To further assess the accuracy of quantifying endogenous pMHCs in the presence of a protein carrier in a biological context, we evaluated whether a carrier proteome would affect data interpretation of melanoma cells treated with the CDK4/6 inhibitor, palbociclib, which increases pMHC presentation and induces palbociclib-specific repertoire changes, as previously reported (7). Cells were treated with 10 μM palbociclib or DMSO as a vehicle control for 72 h in triplicate and analyzed alone or with an IFN-γ stimulated protein carrier channel for a combined 20-fold signal-to-boost ratio, using a similar setup to the previous experiment. (Fig. 2, A and B).

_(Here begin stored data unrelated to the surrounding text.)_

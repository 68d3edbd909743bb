//! Hypixel API client

use async_trait::async_trait;
use serde::{Deserialize, Serialize};

use crate::error::Result;

pub mod hypixel;
#[cfg(test)]
pub mod mock;

pub use hypixel::HypixelClient;
#[cfg(test)]
pub use mock::MockHypixelClient;

/// Remote API surface used by the scanner and sweeper.
#[async_trait]
pub trait HypixelApi: Send + Sync {
    /// Fetch the guild a player belongs to.
    ///
    /// `Ok(None)` means the API call succeeded and the player has no guild;
    /// transport failures and non-success responses are errors.
    async fn fetch_guild(&self, uuid: &str) -> Result<Option<GuildInfo>>;

    /// Fetch the player's best derived SkyBlock level across all profiles.
    ///
    /// `Ok(None)` means the call succeeded but the player has no profiles.
    async fn fetch_skyblock_level(&self, uuid: &str) -> Result<Option<f64>>;
}

/// Guild payload from the guild-lookup endpoint
#[derive(Debug, Clone, Serialize, Deserialize)]
pub struct GuildInfo {
    /// Stable external guild identifier (24 lowercase hex chars)
    #[serde(rename = "_id")]
    pub id: String,

    /// Display name
    pub name: String,

    /// Short tag (optional)
    #[serde(default)]
    pub tag: Option<String>,

    /// Roster as returned by the API
    #[serde(default)]
    pub members: Vec<GuildMemberEntry>,
}

/// One roster entry from a guild payload
#[derive(Debug, Clone, Serialize, Deserialize)]
pub struct GuildMemberEntry {
    /// Player identifier
    pub uuid: String,

    /// Rank label within the guild
    #[serde(default)]
    pub rank: Option<String>,
}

Similar to the hipMHC experiment, “boosting” with a protein carrier yielded a greater number of unique peptides identified (2637 in the “MHC-boost” analysis versus 1602 in the “no-boost” analysis) (Fig. 2C), with similar length distributions (supplemental Fig. S2A). Of note, while IFN-γ stimulation has been shown to augment the presentation of IFN-γ-related peptides, the peptides identified only in the MHC-boost analysis did not show an enrichment for IFN-γ-related source proteins, suggesting this boosting strategy did not substantially skew the detected repertoire outside of typical run-to-run variation.
The no-boost experiment recapitulated our previously reported results (7), where a majority of peptides showed an slight increase in presentation levels following palbociclib treatment (median fold change 1.17×), while peptides in the MHC-boost experiment showed a narrower distribution of changes, centered around a median fold change of just 1.05× (Fig. 2, D and E). In line with this finding, PCA showed superior separation of DMSO and palbociclib-treated samples in the no-boost versus the MHC-boost analysis (Fig. 2F).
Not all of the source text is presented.